Representative Markwayne Mullin of Oklahoma, while giving no details, ruled out a clean debt-limit bill.
“If you are in debt and you got to get yourself out of that debt then you’d better start making cuts,” Mullin said in an interview. “If we are going to raise it, we got to have cuts.”
Michael Needham, the chief executive officer of Heritage Action for America, said his Washington-based political advocacy group, which promotes small government, wouldn’t object to a short-term debt ceiling increase. That move, he said, would keep the focus of the fight on derailing the 2010 health care law as a condition of ending the shutdown.

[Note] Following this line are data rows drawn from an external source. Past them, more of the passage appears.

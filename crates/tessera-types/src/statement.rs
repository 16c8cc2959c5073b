//! Group attribute statements.
//!
//! A statement belongs to exactly one group and synthesizes (or overrides) an
//! attribute for the group's members when its condition holds. A statement
//! may redirect its output to another group on the same root-to-leaf chain
//! via `extra_attributes_group`.

use serde::{Deserialize, Serialize};

use crate::GroupPath;
use crate::attribute::Attribute;

/// How a statement result is reconciled with an existing attribute of the
/// same name.
#[derive(Debug, Clone, Copy, PartialEq, Eq, Hash, Default, Serialize, Deserialize)]
#[serde(rename_all = "lowercase")]
pub enum ConflictResolution {
    /// Keep the existing attribute, discard the statement result.
    #[default]
    Skip,
    /// Replace the existing attribute with the statement result.
    Overwrite,
    /// Append statement values not already present.
    Merge,
}

/// What a statement assigns when its condition holds.
#[derive(Debug, Clone, PartialEq, Eq)]
pub enum StatementAssignment {
    /// A literal attribute.
    Fixed { attribute: Attribute },
    /// Values computed by an expression, bound to a named attribute type.
    Dynamic {
        attribute_type: String,
        expression: String,
    },
}

/// Errors in a statement definition, detected before any evaluation.
#[derive(Debug, Clone, PartialEq, Eq, thiserror::Error)]
pub enum StatementDefinitionError {
    #[error("statement condition must not be empty")]
    EmptyCondition,

    #[error("statement assigns neither a fixed nor a dynamic attribute")]
    MissingAssignment,

    #[error("statement declares both a fixed and a dynamic attribute")]
    ConflictingAssignment,

    #[error("dynamic statement is missing its {0}")]
    IncompleteDynamic(&'static str),

    #[error("statement attribute name must not be empty")]
    EmptyAttributeName,
}

/// A conditional attribute assignment attached to a group.
#[derive(Debug, Clone, PartialEq, Eq, Serialize, Deserialize)]
#[serde(try_from = "StatementRecord", into = "StatementRecord")]
pub struct AttributeStatement {
    pub condition: String,
    pub assignment: StatementAssignment,
    pub conflict_resolution: ConflictResolution,
    pub extra_attributes_group: Option<GroupPath>,
}

impl AttributeStatement {
    /// Statement assigning a literal attribute when `condition` holds.
    pub fn fixed(condition: impl Into<String>, attribute: Attribute) -> Self {
        Self {
            condition: condition.into(),
            assignment: StatementAssignment::Fixed { attribute },
            conflict_resolution: ConflictResolution::Skip,
            extra_attributes_group: None,
        }
    }

    /// Statement assigning expression-computed values of `attribute_type`.
    pub fn dynamic(
        condition: impl Into<String>,
        attribute_type: impl Into<String>,
        expression: impl Into<String>,
    ) -> Self {
        Self {
            condition: condition.into(),
            assignment: StatementAssignment::Dynamic {
                attribute_type: attribute_type.into(),
                expression: expression.into(),
            },
            conflict_resolution: ConflictResolution::Skip,
            extra_attributes_group: None,
        }
    }

    /// Statement assigning a literal attribute to every member.
    pub fn everybody(attribute: Attribute) -> Self {
        Self::fixed("true", attribute)
    }

    pub fn with_conflict_resolution(mut self, resolution: ConflictResolution) -> Self {
        self.conflict_resolution = resolution;
        self
    }

    /// Writes the statement's output against `group` instead of the owner.
    pub fn redirected_to(mut self, group: GroupPath) -> Self {
        self.extra_attributes_group = Some(group);
        self
    }

    /// Name of the attribute this statement produces.
    pub fn assigned_attribute_name(&self) -> &str {
        match &self.assignment {
            StatementAssignment::Fixed { attribute } => &attribute.name,
            StatementAssignment::Dynamic { attribute_type, .. } => attribute_type,
        }
    }

    pub fn is_dynamic(&self) -> bool {
        matches!(self.assignment, StatementAssignment::Dynamic { .. })
    }

    /// Group the statement's output is recorded against when owned by `owner`.
    pub fn target_group<'a>(&'a self, owner: &'a GroupPath) -> &'a GroupPath {
        self.extra_attributes_group.as_ref().unwrap_or(owner)
    }

    /// Checks the statement definition for structural errors.
    pub fn validate(&self) -> Result<(), StatementDefinitionError> {
        if self.condition.trim().is_empty() {
            return Err(StatementDefinitionError::EmptyCondition);
        }
        match &self.assignment {
            StatementAssignment::Fixed { attribute } if attribute.name.trim().is_empty() => {
                Err(StatementDefinitionError::EmptyAttributeName)
            }
            StatementAssignment::Dynamic { attribute_type, .. }
                if attribute_type.trim().is_empty() =>
            {
                Err(StatementDefinitionError::EmptyAttributeName)
            }
            StatementAssignment::Dynamic { expression, .. } if expression.trim().is_empty() => {
                Err(StatementDefinitionError::IncompleteDynamic("expression"))
            }
            _ => Ok(()),
        }
    }
}

// ============================================================================
// Serialized form
// ============================================================================

/// Flat serialized form. Assignment-mode conflicts are rejected on load.
#[derive(Debug, Clone, Serialize, Deserialize)]
#[serde(rename_all = "camelCase")]
struct StatementRecord {
    condition: String,
    #[serde(default)]
    conflict_resolution: ConflictResolution,
    #[serde(default, skip_serializing_if = "Option::is_none")]
    extra_attributes_group: Option<GroupPath>,
    #[serde(default, skip_serializing_if = "Option::is_none")]
    fixed_attribute: Option<Attribute>,
    #[serde(default, skip_serializing_if = "Option::is_none")]
    dynamic_attribute_type: Option<String>,
    #[serde(default, skip_serializing_if = "Option::is_none")]
    dynamic_attribute_expression: Option<String>,
}

impl TryFrom<StatementRecord> for AttributeStatement {
    type Error = StatementDefinitionError;

    fn try_from(record: StatementRecord) -> Result<Self, Self::Error> {
        let has_dynamic =
            record.dynamic_attribute_type.is_some() || record.dynamic_attribute_expression.is_some();

        let assignment = match (record.fixed_attribute, has_dynamic) {
            (Some(_), true) => return Err(StatementDefinitionError::ConflictingAssignment),
            (Some(attribute), false) => StatementAssignment::Fixed { attribute },
            (None, true) => StatementAssignment::Dynamic {
                attribute_type: record
                    .dynamic_attribute_type
                    .ok_or(StatementDefinitionError::IncompleteDynamic("attribute type"))?,
                expression: record
                    .dynamic_attribute_expression
                    .ok_or(StatementDefinitionError::IncompleteDynamic("expression"))?,
            },
            (None, false) => return Err(StatementDefinitionError::MissingAssignment),
        };

        let statement = AttributeStatement {
            condition: record.condition,
            assignment,
            conflict_resolution: record.conflict_resolution,
            extra_attributes_group: record.extra_attributes_group,
        };
        statement.validate()?;
        Ok(statement)
    }
}

impl From<AttributeStatement> for StatementRecord {
    fn from(statement: AttributeStatement) -> Self {
        let (fixed_attribute, dynamic_attribute_type, dynamic_attribute_expression) =
            match statement.assignment {
                StatementAssignment::Fixed { attribute } => (Some(attribute), None, None),
                StatementAssignment::Dynamic {
                    attribute_type,
                    expression,
                } => (None, Some(attribute_type), Some(expression)),
            };
        Self {
            condition: statement.condition,
            conflict_resolution: statement.conflict_resolution,
            extra_attributes_group: statement.extra_attributes_group,
            fixed_attribute,
            dynamic_attribute_type,
            dynamic_attribute_expression,
        }
    }
}

#[cfg(test)]
mod tests {
    use super::*;

    fn group(s: &str) -> GroupPath {
        GroupPath::new(s).unwrap()
    }

    #[test]
    fn assigned_name_and_target() {
        let owner = group("/org");
        let stmt = AttributeStatement::dynamic("true", "dept", "'x'").redirected_to(group("/org/dept"));
        assert_eq!(stmt.assigned_attribute_name(), "dept");
        assert_eq!(stmt.target_group(&owner), &group("/org/dept"));
        assert!(stmt.is_dynamic());

        let fixed = AttributeStatement::everybody(Attribute::new("role", owner.clone(), ["member"]));
        assert_eq!(fixed.target_group(&owner), &owner);
        assert_eq!(fixed.conflict_resolution, ConflictResolution::Skip);
    }

    #[test]
    fn json_round_trip_of_dynamic_statement() {
        let stmt = AttributeStatement::dynamic("true", "dept", "deptName")
            .with_conflict_resolution(ConflictResolution::Merge);
        let json = serde_json::to_value(&stmt).unwrap();
        assert_eq!(json["conflictResolution"], "merge");
        assert_eq!(json["dynamicAttributeType"], "dept");
        let back: AttributeStatement = serde_json::from_value(json).unwrap();
        assert_eq!(back, stmt);
    }

    #[test]
    fn conflicting_assignment_rejected_on_load() {
        let json = serde_json::json!({
            "condition": "true",
            "fixedAttribute": { "name": "role", "group": "/", "values": ["a"] },
            "dynamicAttributeType": "role",
            "dynamicAttributeExpression": "'b'"
        });
        let err = serde_json::from_value::<AttributeStatement>(json).unwrap_err();
        assert!(err.to_string().contains("both a fixed and a dynamic"));
    }

    #[test]
    fn incomplete_definitions_rejected() {
        let missing = serde_json::json!({ "condition": "true" });
        assert!(serde_json::from_value::<AttributeStatement>(missing).is_err());

        let half_dynamic = serde_json::json!({ "condition": "true", "dynamicAttributeType": "x" });
        assert!(serde_json::from_value::<AttributeStatement>(half_dynamic).is_err());

        let empty_condition = AttributeStatement::dynamic(" ", "x", "y");
        assert_eq!(
            empty_condition.validate(),
            Err(StatementDefinitionError::EmptyCondition)
        );
    }
}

“The winning tactic right now on Obamacare is to focus on the C.R.,” he said today at a breakfast in Washington sponsored by the Christian Science Monitor, using the abbreviation for continuing resolution, or short-term funding bill.
Representative Tom McClintock of California, who has sponsored a bill that requires Treasury to prioritize payments in the event of default, said he wanted to address the debt limit in “small increments within the trajectory” set by the House budget resolution, which erases the deficit in 10 years. The incremental increases would be paired with “incremental reforms necessary to remain on that trajectory.”
The U.S. will have about $30 billion in cash after its borrowing authority is exhausted on Oct. 17. The country would be unable to pay all of its bills, including benefits, salaries and interest, sometime between Oct. 22 and Oct. 31, according to the Congressional Budget Office.
Obama, at his White House news conference, accused Republicans of “hostage-taking” with their demands, and insisted that future cuts be combined with Democrats’ priorities, such as closing corporate breaks and paying for “better education for kids.”
Boehner has had trouble holding his caucus together since becoming House speaker in January 2011. Uprisings by anti-tax Tea Party lawmakers doomed his effort to reach a budget deal with Obama that year and brought the U.S. to the brink of a possible default before lawmakers agreed to raise the debt limit, coupled with across-the-board budget cuts.
Boehner got his first proposal through the House that year on a 218-210 vote, with 22 Republicans voting against it. On the final bipartisan bill that became law, 66 Republicans voted no. Now, his Republican majority is smaller.